Although the EAT accepted that there is no one prescribed process for selecting employees for redundancy, Tribunals must scrutinise an employer’s approach when considering the fairness of a dismissal. This requires an assessment of whether the employer had genuinely applied its mind to the question of pooling and to determine whether the chosen pool was reasonable. Here, the Tribunal needed to consider whether the employer’s response came within the band of reasonable responses, which required consideration of Mr Valimulla’s role, the similarities and differences between the roles of all five Liaison Officers, how the employer had approached pooling and the rationale for its ultimate decision.
On the question of consultation, the EAT held that redundancy consultation needs to be “meaningful”. It was unclear how this could be the case here, when consultation had only started after Mr Valimulla had been placed in a pool of one. Meaningful consultation does not simply mean informing staff about a decision or proposal, giving them an opportunity to make representations and then putting the original decision or proposal into effect. Instead, it means setting out a provisional proposal, along with its rationale, and providing an opportunity for feedback. The decision-maker should consider such feedback and decide whether to alter the original proposal (and if not, why not) before making a decision.
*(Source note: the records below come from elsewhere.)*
//! Logging setup on top of `tracing` and `tracing-subscriber`.
//!
//! # Log Levels
//!
//! - `error`: failed runs
//! - `warn`: ignored rules and other non-fatal issues
//! - `info`: run summaries
//! - `debug`: per-row decisions (row ordinals, scores, outcomes)
//! - `trace`: match keys and filled values, only with `--log-data`

use std::fs::OpenOptions;
use std::io::{self, Write};
use std::path::PathBuf;
use std::sync::atomic::{AtomicBool, Ordering};
use std::sync::{Arc, Mutex};

use tracing::level_filters::LevelFilter;
use tracing_subscriber::{
    EnvFilter,
    fmt::{self, MakeWriter},
    layer::SubscriberExt,
    util::SubscriberInitExt,
};

static LOG_DATA_ENABLED: AtomicBool = AtomicBool::new(false);

/// Placeholder logged instead of row data.
pub const REDACTED_VALUE: &str = "[REDACTED]";

/// Crates whose level follows the configured filter; everything else stays
/// at `warn`.
const WORKSPACE_CRATES: [&str; 6] = [
    "fuzzyfill",
    "fuzzyfill_cli",
    "fuzzyfill_hours",
    "fuzzyfill_ingest",
    "fuzzyfill_map",
    "fuzzyfill_model",
];

pub fn log_data_enabled() -> bool {
    LOG_DATA_ENABLED.load(Ordering::Relaxed)
}

/// Returns `value` when row data may be logged, otherwise [`REDACTED_VALUE`].
pub fn redact_value(value: &str) -> &str {
    if log_data_enabled() {
        value
    } else {
        REDACTED_VALUE
    }
}

/// Log output format.
#[derive(Debug, Clone, Copy, Default, PartialEq, Eq)]
pub enum LogFormat {
    #[default]
    Pretty,
    Compact,
    Json,
}

#[derive(Debug, Clone)]
pub struct LogConfig {
    pub level_filter: LevelFilter,
    /// Let `RUST_LOG` replace the level filter when it is set.
    pub use_env_filter: bool,
    pub with_timestamps: bool,
    pub with_target: bool,
    pub with_ansi: bool,
    pub format: LogFormat,
    /// Log file; stderr when `None`.
    pub log_file: Option<PathBuf>,
    /// Whether match keys and values may be logged.
    pub log_data: bool,
}

impl Default for LogConfig {
    fn default() -> Self {
        Self {
            level_filter: LevelFilter::WARN,
            use_env_filter: true,
            with_timestamps: false,
            with_target: false,
            with_ansi: true,
            format: LogFormat::default(),
            log_file: None,
            log_data: false,
        }
    }
}

impl LogConfig {
    #[must_use]
    pub fn with_level_filter(mut self, level_filter: LevelFilter) -> Self {
        self.level_filter = level_filter;
        self
    }

    #[must_use]
    pub fn with_format(mut self, format: LogFormat) -> Self {
        self.format = format;
        self
    }

    #[must_use]
    pub fn with_log_file(mut self, path: Option<PathBuf>) -> Self {
        self.log_file = path;
        self
    }

    #[must_use]
    pub fn with_log_data(mut self, enable: bool) -> Self {
        self.log_data = enable;
        self
    }
}

/// Installs the global subscriber. Call once at startup.
///
/// # Errors
///
/// Fails when the log file cannot be opened or a subscriber is already set.
pub fn init_logging(config: &LogConfig) -> io::Result<()> {
    if let Some(path) = &config.log_file {
        let file = OpenOptions::new().create(true).append(true).open(path)?;
        init_logging_with_writer(config, SharedFileWriter::new(file))
    } else {
        init_logging_with_writer(config, io::stderr)
    }
}

/// Installs the global subscriber with a custom writer.
pub fn init_logging_with_writer<W>(config: &LogConfig, writer: W) -> io::Result<()>
where
    W: for<'writer> MakeWriter<'writer> + Send + Sync + 'static,
{
    LOG_DATA_ENABLED.store(config.log_data, Ordering::Release);
    let filter = build_env_filter(config);

    let installed = match config.format {
        LogFormat::Json => {
            let layer = fmt::layer()
                .json()
                .with_writer(writer)
                .with_target(config.with_target);
            tracing_subscriber::registry()
                .with(filter)
                .with(layer)
                .try_init()
        }
        LogFormat::Compact => {
            let layer = fmt::layer()
                .compact()
                .with_writer(writer)
                .with_ansi(config.with_ansi)
                .with_target(config.with_target);
            if config.with_timestamps {
                tracing_subscriber::registry()
                    .with(filter)
                    .with(layer)
                    .try_init()
            } else {
                tracing_subscriber::registry()
                    .with(filter)
                    .with(layer.without_time())
                    .try_init()
            }
        }
        LogFormat::Pretty => {
            let layer = fmt::layer()
                .with_writer(writer)
                .with_ansi(config.with_ansi)
                .with_target(config.with_target);
            if config.with_timestamps {
                tracing_subscriber::registry()
                    .with(filter)
                    .with(layer)
                    .try_init()
            } else {
                tracing_subscriber::registry()
                    .with(filter)
                    .with(layer.without_time())
                    .try_init()
            }
        }
    };
    installed.map_err(io::Error::other)
}

#[derive(Clone)]
struct SharedFileWriter {
    file: Arc<Mutex<std::fs::File>>,
}

impl SharedFileWriter {
    fn new(file: std::fs::File) -> Self {
        Self {
            file: Arc::new(Mutex::new(file)),
        }
    }
}

struct SharedFileGuard {
    file: Arc<Mutex<std::fs::File>>,
}

impl Write for SharedFileGuard {
    fn write(&mut self, buf: &[u8]) -> io::Result<usize> {
        let mut guard = self
            .file
            .lock()
            .map_err(|_| io::Error::other("log file lock poisoned"))?;
        guard.write(buf)
    }

    fn flush(&mut self) -> io::Result<()> {
        let mut guard = self
            .file
            .lock()
            .map_err(|_| io::Error::other("log file lock poisoned"))?;
        guard.flush()
    }
}

impl<'a> MakeWriter<'a> for SharedFileWriter {
    type Writer = SharedFileGuard;

    fn make_writer(&'a self) -> Self::Writer {
        SharedFileGuard {
            file: Arc::clone(&self.file),
        }
    }
}

fn default_directives(level_filter: LevelFilter) -> String {
    let level = level_filter.to_string().to_lowercase();
    let mut directives = vec!["warn".to_string()];
    directives.extend(
        WORKSPACE_CRATES
            .iter()
            .map(|krate| format!("{krate}={level}")),
    );
    directives.join(",")
}

fn build_env_filter(config: &LogConfig) -> EnvFilter {
    let defaults = default_directives(config.level_filter);
    if config.use_env_filter
        && let Ok(filter) = EnvFilter::try_from_default_env()
    {
        return filter;
    }
    EnvFilter::new(defaults)
}

#[cfg(test)]
mod tests {
    use super::*;

    #[test]
    fn default_directives_cover_workspace_crates() {
        let directives = default_directives(LevelFilter::DEBUG);
        assert!(directives.starts_with("warn,"));
        assert!(directives.contains("fuzzyfill_map=debug"));
        assert!(directives.contains("fuzzyfill=debug"));
    }

    #[test]
    fn off_level_silences_workspace_crates() {
        assert!(default_directives(LevelFilter::OFF).contains("fuzzyfill_hours=off"));
    }

    #[test]
    fn redaction_follows_flag() {
        LOG_DATA_ENABLED.store(false, Ordering::Release);
        assert_eq!(redact_value("Acme Corp"), REDACTED_VALUE);
    }
}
The EAT upheld the appeal. The question of the failure to pool with the other Liaison Officers was remitted to a new Employment Tribunal to consider. However, the failure to consult about the pool meant that the dismissal was procedurally unfair, although the question of what the outcome would have been had consultation taken place (i.e. would the pool have changed and, if so, what are the chances Mr Valimulla would have still been made redundant?) was remitted to the new Tribunal.
What does this mean for employers?
This decision serves as useful reminder for employers of two essential ingredients of a fair redundancy dismissal.
First, employers must identify the appropriate pool of employees from which to select potentially redundant employees. This involves interrogating which roles are the same or sufficiently similar to justify being pooled together. The fact that roles are different in some ways may or may not be enough to justify different treatment. Importantly, employers must be able to show they applied their mind to the question and reached a reasonable conclusion. Getting the pool wrong may mean any subsequent redundancies are procedurally unfair and it could also lead to claims of discrimination in certain circumstances.
Second, employers must consult with employees on the provisional pool for selection (and any selection criteria to be used) before making the final decision. This consultation should take place when the proposals are still at a formative stage, so that employees have the opportunity to influence outcomes. The need to consult about the proposed pool was critical in this case, given that the employee was to be placed in a pool of one, meaning his dismissal was almost inevitable. However, consultation on the proposed pool should take place in all cases where pooling is being used.